[OpenAFS-devel] openafs cell and contrib area?

aeneous@speakeasy.org aeneous@speakeasy.org
Fri, 03 Nov 2000 21:24:52 -0500 

> I don't understand what your 'security:administrators' group is supposed
> to be for.  All of the major Kerberos implementations, including the
> kaserver, have their own ideas about who is an admin.  And the volserver
> and vlserver have never used system:administrators -- they use the
> superuser list, which is the inflexible bit we're trying to change.

Sorry, I was being vague.  Operationally, having administrative rights to any 
of the servers has been sufficient to get administrative rights to any of the 
others, including security, as you point out.

I'm just saying that the first thing to do is make sure that possession of the 
vldb service key does not permit administrative access to the kadb.

> No.  Under the current model, trust means "trust to be allowed to do
> absolutely anything on the server machine as root".  If I have privileged
> access to a fileserver machine, I can use the AFS key file to forge
> tickets that allow me to access UserList-using services as if I were on
> that list.  That's what the -localauth switch does.  Combined with the
> 'exec', 'getfile', and 'install' commands in bos, I can run any program as
> root, and read or write any file. 

right.  We're agreeing here.

> 
> I'm envisioning a cell where the various machines on which the fileservers
> and database servers run are operated by different people, who should not
> be forced to allow each other privileged access to their machines.  This
> is useful for the kind of cell we're talking about, where fileservers
> essentially serve as "mirrors" of each other.  It's also useful for a cell
> whose fileservers are individual user's machines in dorm rooms at a
> university.

We may even be able to agree here.  I thought you were saying that vldb server 
1 and vldb server 2 might be operated by different people who don't trust each 
other.  I think that's silly.

Can we agree (in deference to a decade of misguided common practice, sigh) use 
"server" to mean a piece of iron and "service" to mean a possibly-replicated 
process with a single key?

> > - anyone who has admin permissions on the V.1.1 fid in a volume should
> > be able to release it.
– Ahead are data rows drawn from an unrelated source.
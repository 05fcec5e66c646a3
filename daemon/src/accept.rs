use std::net::TcpListener;
use std::os::unix::io::AsRawFd;
use std::sync::mpsc::{Receiver, Sender};
use std::sync::{Arc, Mutex};

use archive::FileSource;
use ndmp_core::Session;
use reactor::{HandlerClass, HandlerOutcome, Interest, Reactor, SelectOutcome};
use wire::{Notify, ProtocolVersion};

use crate::config::DaemonConfig;
use crate::dispatch::dispatch;
use crate::error::DaemonError;
use crate::handlers::SessionRuntime;
use crate::request::{Reply, Request};

/// Decodes wire bytes into [`Request`]s for one control connection. The
/// actual XDR codec is an external collaborator (`§1`, `§6A`); this trait is
/// the seam a real implementation plugs into, and tests use an in-memory
/// queue instead.
pub trait RequestSource: Send {
    /// Blocks until the next request arrives, or returns `Ok(None)` on a
    /// clean control-connection close (`§5`: "control-connection EOF
    /// triggers session teardown").
    fn next_request(&mut self) -> std::io::Result<Option<(ProtocolVersion, Request)>>;
}

/// Encodes [`Reply`]s and [`Notify`]s back onto the wire. Same external-codec
/// boundary as [`RequestSource`].
pub trait ReplySink: Send {
    fn send_reply(&mut self, reply: Reply) -> std::io::Result<()>;
    fn send_notify(&mut self, notify: Notify) -> std::io::Result<()>;
}

/// Runs one session to completion: alternates between draining any notify
/// the worker/accept threads queued and processing the next request, until
/// the source reports EOF (`§5`).
pub fn run_session(
    session: Arc<Session>,
    config: DaemonConfig,
    file_source_factory: Arc<dyn Fn() -> Box<dyn FileSource + Send> + Send + Sync>,
    mut source: impl RequestSource,
    mut sink: impl ReplySink,
) -> Result<(), DaemonError> {
    let (notify_tx, notify_rx): (Sender<Notify>, Receiver<Notify>) = std::sync::mpsc::channel();
    let session_reactor = Arc::new(Mutex::new(Reactor::new()));
    let runtime = SessionRuntime::new(
        Arc::clone(&session),
        config,
        notify_tx,
        file_source_factory,
        session_reactor,
    );

    loop {
        for notify in notify_rx.try_iter() {
            sink.send_notify(notify)?;
        }
        match source.next_request()? {
            None => break,
            Some((protocol_version, request)) => {
                let reply = dispatch(&runtime, protocol_version, request);
                sink.send_reply(reply)?;
            }
        }
        if session.is_eof() {
            break;
        }
    }
    for notify in notify_rx.try_iter() {
        sink.send_notify(notify)?;
    }
    Ok(())
}

/// Binds the control-connection listener and hands each accepted connection
/// to `on_connection` on its own thread (`§4.1`, `§5`: one reactor thread per
/// session). `on_connection` is expected to build a `RequestSource`/
/// `ReplySink` pair over the accepted stream and call [`run_session`].
///
/// The listener itself is multiplexed through a [`Reactor`] rather than a
/// blocking `accept(2)` loop, matching `§4.1`'s readiness-driven model: the
/// daemon's top-level loop is the same single-fd degenerate case of the
/// reactor the per-session event loop uses for its own sockets.
pub fn accept_loop(
    config: &DaemonConfig,
    on_connection: impl Fn(std::net::TcpStream) + Send + Sync + 'static,
) -> Result<(), DaemonError> {
    let listener = TcpListener::bind(config.listen_addr()).map_err(DaemonError::Bind)?;
    let on_connection = Arc::new(on_connection);
    let mut reactor = Reactor::new();
    let accepted: Arc<Mutex<Vec<std::io::Result<std::net::TcpStream>>>> =
        Arc::new(Mutex::new(Vec::new()));
    let accepted_cb = Arc::clone(&accepted);
    reactor.add_handler(0, listener.as_raw_fd(), Interest::read(), HandlerClass::Connection, move |_| {
        accepted_cb.lock().unwrap_or_else(|p| p.into_inner()).push(listener.accept().map(|(s, _)| s));
        Ok(HandlerOutcome::Continue)
    })?;

    loop {
        match reactor.select(true, HandlerClass::All)? {
            SelectOutcome::WouldBlock => continue,
            SelectOutcome::Fired(_) => {
                for stream in accepted.lock().unwrap_or_else(|p| p.into_inner()).drain(..) {
                    let stream = stream.map_err(DaemonError::Accept)?;
                    let on_connection = Arc::clone(&on_connection);
                    std::thread::Builder::new()
                        .name("ndmp-control-session".into())
                        .spawn(move || on_connection(stream))
                        .map_err(DaemonError::Io)?;
                }
            }
        }
    }
}

/// Entry point `bin/ndmpd` calls after parsing [`DaemonConfig`] and wiring
/// up logging: accepts control connections indefinitely, decoding each one
/// with `source_factory`/`sink_factory` before handing it to
/// [`run_session`]. Never returns on success — the daemon runs until
/// killed or a bind fails.
pub fn run<Src, Sink>(
    config: DaemonConfig,
    file_source_factory: Arc<dyn Fn() -> Box<dyn FileSource + Send> + Send + Sync>,
    source_factory: impl Fn(std::net::TcpStream) -> Src + Send + Sync + 'static,
    sink_factory: impl Fn(&Src) -> Sink + Send + Sync + 'static,
) -> Result<(), DaemonError>
where
    Src: RequestSource + 'static,
    Sink: ReplySink + 'static,
{
    let protocol_version = ProtocolVersion::V4;
    accept_loop(&config, move |stream| {
        let config = config.clone();
        let file_source_factory = Arc::clone(&file_source_factory);
        let source = source_factory(stream);
        let sink = sink_factory(&source);
        let session = Arc::new(Session::new(protocol_version, config.record_size));
        let _span = logging::session_span(session.id()).entered();
        if let Err(err) = run_session(session, config, file_source_factory, source, sink) {
            tracing::warn!(%err, "session ended with an error");
        }
    })
}
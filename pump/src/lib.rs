//! The I/O pump that moves bytes between a socket and a tape device (`§4.5`).
//!
//! Two independent concerns live here: record-aligned buffering for the
//! local mover ([`TapeBuffer`]/[`TapeReader`]), and short-read/short-write/
//! `EINTR`-transparent relaying for the remote mover ([`remote_read`]/
//! [`remote_write`]). Neither knows about NDMP session state — `daemon` wires
//! them to the right socket and tape handle per the negotiated mover mode.

mod remote;
mod tape_buffer;
mod tape_reader;

pub use remote::{remote_read, remote_write, RemoteRead};
pub use tape_buffer::TapeBuffer;
pub use tape_reader::TapeReader;
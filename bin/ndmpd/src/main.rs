//! `bin/ndmpd`: argument parsing, config load, logging bring-up, and the
//! call into [`daemon::run`] (`SPEC_FULL.md` §1A). Everything protocol-level
//! lives in `daemon`/`ndmp-core`; this binary only wires those crates to a
//! process.

mod transport;

use std::process::ExitCode;
use std::sync::Arc;

use clap::Parser;
use daemon::DaemonConfig;

use transport::{StreamReplySink, StreamRequestSource};

fn main() -> ExitCode {
    tracing_subscriber::fmt()
        .with_env_filter(tracing_subscriber::EnvFilter::from_default_env())
        .init();

    let config = DaemonConfig::parse();
    let file_source_factory: Arc<dyn Fn() -> Box<dyn archive::FileSource + Send> + Send + Sync> =
        Arc::new(|| Box::new(archive::InMemorySource::new(Vec::new())) as Box<dyn archive::FileSource + Send>);

    let result = daemon::run(
        config,
        file_source_factory,
        StreamRequestSource::new,
        |source: &StreamRequestSource| {
            let stream = source
                .try_clone_stream()
                .expect("cloning the accepted control-connection socket");
            StreamReplySink::new(stream)
        },
    );

    match result {
        Ok(()) => ExitCode::SUCCESS,
        Err(err) => {
            tracing::error!(%err, "ndmpd exited");
            ExitCode::FAILURE
        }
    }
}
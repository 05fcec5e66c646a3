use std::io;

use wire::RecoverOutcome;

use crate::worker::{
    exit_from_io_error, ArchiveEntry, ArchiveWorker, FileSource, ModuleCallbacks, ReadOutcome,
    WorkerExitCode, EXIT_ABORTED, EXIT_CONNECT_ERROR, EXIT_SUCCESS,
};

/// End-of-archive sentinel for the path-length prefix.
const END_MARKER: u32 = u32::MAX;

/// The legacy `dump` archive engine (`§4.6`). `archives.h` only documents
/// the `tar`/cpio xattr extension byte-for-byte; the plain dump record
/// layout isn't part of this design's scope beyond accepting `bu_type =
/// "dump"`, so this is a minimal length-prefixed framing rather than a
/// byte-exact rendition of 4.3BSD dump tapes.
pub struct DumpEngine {
    source: Option<Box<dyn FileSource>>,
}

impl DumpEngine {
    pub fn for_backup(source: Box<dyn FileSource>) -> Self {
        Self {
            source: Some(source),
        }
    }

    pub fn for_recover() -> Self {
        Self { source: None }
    }
}

impl ArchiveWorker for DumpEngine {
    fn run_backup(&mut self, params: &mut dyn ModuleCallbacks) -> WorkerExitCode {
        let Some(source) = self.source.as_mut() else {
            return EXIT_CONNECT_ERROR;
        };
        loop {
            if params.abort_requested() {
                return EXIT_ABORTED;
            }
            let Some(entry) = source.next_entry() else {
                break;
            };
            if let Err(err) = write_record(params, &entry) {
                return exit_from_io_error(err);
            }
            if entry.is_directory {
                params.file_history_dir(&entry.path);
            } else {
                params.file_history_path(&entry.path, entry.contents.len() as u64);
            }
            let _ = params.dispatch(false);
        }
        if params.write(&END_MARKER.to_le_bytes()).is_err() {
            return EXIT_CONNECT_ERROR;
        }
        EXIT_SUCCESS
    }

    fn run_recover(&mut self, params: &mut dyn ModuleCallbacks) -> WorkerExitCode {
        loop {
            if params.abort_requested() {
                return EXIT_ABORTED;
            }
            let mut len_buf = [0u8; 4];
            match read_exact_via(params, &mut len_buf) {
                Ok(true) => {}
                Ok(false) => return EXIT_SUCCESS,
                Err(err) => return exit_from_io_error(err),
            }
            let path_len = u32::from_le_bytes(len_buf);
            if path_len == END_MARKER {
                return EXIT_SUCCESS;
            }

            let mut path_buf = vec![0u8; path_len as usize];
            if !matches!(read_exact_via(params, &mut path_buf), Ok(true)) {
                return EXIT_CONNECT_ERROR;
            }
            let path = String::from_utf8_lossy(&path_buf).into_owned();

            let mut meta = [0u8; 4 + 8 + 1 + 8];
            if !matches!(read_exact_via(params, &mut meta), Ok(true)) {
                return EXIT_CONNECT_ERROR;
            }
            let is_directory = meta[12] != 0;
            let size = u64::from_le_bytes(meta[13..21].try_into().unwrap());

            if !is_directory {
                let mut remaining = size;
                let mut buf = vec![0u8; 64 * 1024];
                while remaining > 0 {
                    let take = remaining.min(buf.len() as u64) as usize;
                    match read_exact_via(params, &mut buf[..take]) {
                        Ok(true) => {}
                        Ok(false) => return EXIT_CONNECT_ERROR,
                        Err(err) => return exit_from_io_error(err),
                    }
                    remaining -= take as u64;
                }
            }
            params.file_recovered(&path, RecoverOutcome::Successful);
        }
    }
}

fn write_record(params: &mut dyn ModuleCallbacks, entry: &ArchiveEntry) -> io::Result<()> {
    let path_bytes = entry.path.as_bytes();
    params.write(&(path_bytes.len() as u32).to_le_bytes())?;
    params.write(path_bytes)?;
    params.write(&entry.mode.to_le_bytes())?;
    params.write(&entry.mtime.to_le_bytes())?;
    params.write(&[u8::from(entry.is_directory)])?;
    params.write(&(entry.contents.len() as u64).to_le_bytes())?;
    if !entry.is_directory {
        params.write(&entry.contents)?;
    }
    Ok(())
}

fn read_exact_via(params: &mut dyn ModuleCallbacks, buf: &mut [u8]) -> io::Result<bool> {
    let mut filled = 0;
    while filled < buf.len() {
        match params.read(&mut buf[filled..])? {
            ReadOutcome::Eof => return Ok(false),
            ReadOutcome::Data(0) => return Ok(false),
            ReadOutcome::Data(n) => filled += n,
        }
    }
    Ok(true)
}

#[cfg(test)]
mod tests {
    use super::*;
    use crate::worker::InMemorySource;
    use std::collections::VecDeque;
    use wire::{LogSeverity, NameListEntry};

    struct FakeParams {
        out: Vec<u8>,
        input: VecDeque<u8>,
        recovered: Vec<(String, RecoverOutcome)>,
    }

    impl FakeParams {
        fn writer() -> Self {
            Self {
                out: Vec::new(),
                input: VecDeque::new(),
                recovered: Vec::new(),
            }
        }

        fn reader(data: Vec<u8>) -> Self {
            Self {
                out: Vec::new(),
                input: data.into(),
                recovered: Vec::new(),
            }
        }
    }

    impl ModuleCallbacks for FakeParams {
        fn get_env(&self, _name: &str) -> Option<String> {
            None
        }
        fn add_env(&mut self, _name: &str, _value: &str) {}
        fn set_env(&mut self, _name: &str, _value: &str) {}
        fn get_name(&self, _index: usize) -> Option<NameListEntry> {
            None
        }
        fn dispatch(&mut self, _blocking: bool) -> io::Result<()> {
            Ok(())
        }
        fn add_file_handler(
            &mut self,
            _fd: std::os::unix::io::RawFd,
            _interest: reactor::Interest,
            _callback: Box<dyn FnMut(reactor::Readiness) -> io::Result<reactor::HandlerOutcome> + Send>,
        ) -> io::Result<()> {
            Ok(())
        }
        fn remove_file_handler(&mut self, _fd: std::os::unix::io::RawFd) -> bool {
            false
        }
        fn read(&mut self, buf: &mut [u8]) -> io::Result<ReadOutcome> {
            if self.input.is_empty() {
                return Ok(ReadOutcome::Eof);
            }
            let n = buf.len().min(self.input.len());
            for slot in buf.iter_mut().take(n) {
                *slot = self.input.pop_front().unwrap();
            }
            Ok(ReadOutcome::Data(n))
        }
        fn write(&mut self, buf: &[u8]) -> io::Result<()> {
            self.out.extend_from_slice(buf);
            Ok(())
        }
        fn seek(&mut self, _offset: u64, _length: u64) -> io::Result<crate::worker::SeekOutcome> {
            Ok(crate::worker::SeekOutcome::Ready)
        }
        fn file_recovered(&mut self, name: &str, outcome: RecoverOutcome) {
            self.recovered.push((name.to_string(), outcome));
        }
        fn log(&mut self, _severity: LogSeverity, _message_id: u32, _text: &str) {}
        fn abort_requested(&self) -> bool {
            false
        }
    }

    #[test]
    fn backup_then_recover_round_trips_one_file() {
        let entries = vec![ArchiveEntry::file("a.txt", 0o644, 0, b"dump me".to_vec())];
        let mut backup = DumpEngine::for_backup(Box::new(InMemorySource::new(entries)));
        let mut writer = FakeParams::writer();
        assert_eq!(backup.run_backup(&mut writer), EXIT_SUCCESS);

        let mut recover = DumpEngine::for_recover();
        let mut reader = FakeParams::reader(writer.out);
        assert_eq!(recover.run_recover(&mut reader), EXIT_SUCCESS);
        assert_eq!(reader.recovered, vec![("a.txt".to_string(), RecoverOutcome::Successful)]);
    }

    #[test]
    fn recover_stops_cleanly_at_end_marker() {
        let mut reader = FakeParams::reader(END_MARKER.to_le_bytes().to_vec());
        let mut recover = DumpEngine::for_recover();
        assert_eq!(recover.run_recover(&mut reader), EXIT_SUCCESS);
        assert!(reader.recovered.is_empty());
    }
}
To anywhere.  This is as good a definition of
> > "volume admin" as we need.  It does mean that the volserver would have
> > to be able to interpret ACLs, which is new, but the code is very
> > modular... 
> 
> Unfortunately, it also has the problem that the _vlserver_ must be able to
> interpret ACL's, and so must the volservers which don't yet have a copy of
> the volume.  That could get messy...  Certainly, the right to perform a
> release should depend only on the volume permissions, and not on what
> fileservers the RW and RO sites happen to live on.

VLservers can't interpret the ACLs, they don't have 'em, and they're not on 
the same hardware.  The source volserver would have to make the vldb update 
calls.
It would also have to make the vol rpcs to the target sites.  Vos is a nasty 
tangle, with lots of annoying failure modes that are a veritable PITA to 
recover from when it is interrupted.  Trapping CTRL-C helps, but really, 
*services* are long-running things, client utilities are not.  This approach 
doesn't get messy, it gets clean...

> Absolutely.  I thought my model addressed that - the only real question is
> whether a particular server admin can force a release of volumes with RO
> sites on his server, even though he does not have any special rights on
> the volume involved.

I don't think that's necessarily unreasonable, as long as there's some way to 
prevent Bob from having a replica on his server if he starts being a pest 
about forcing releases every five minutes.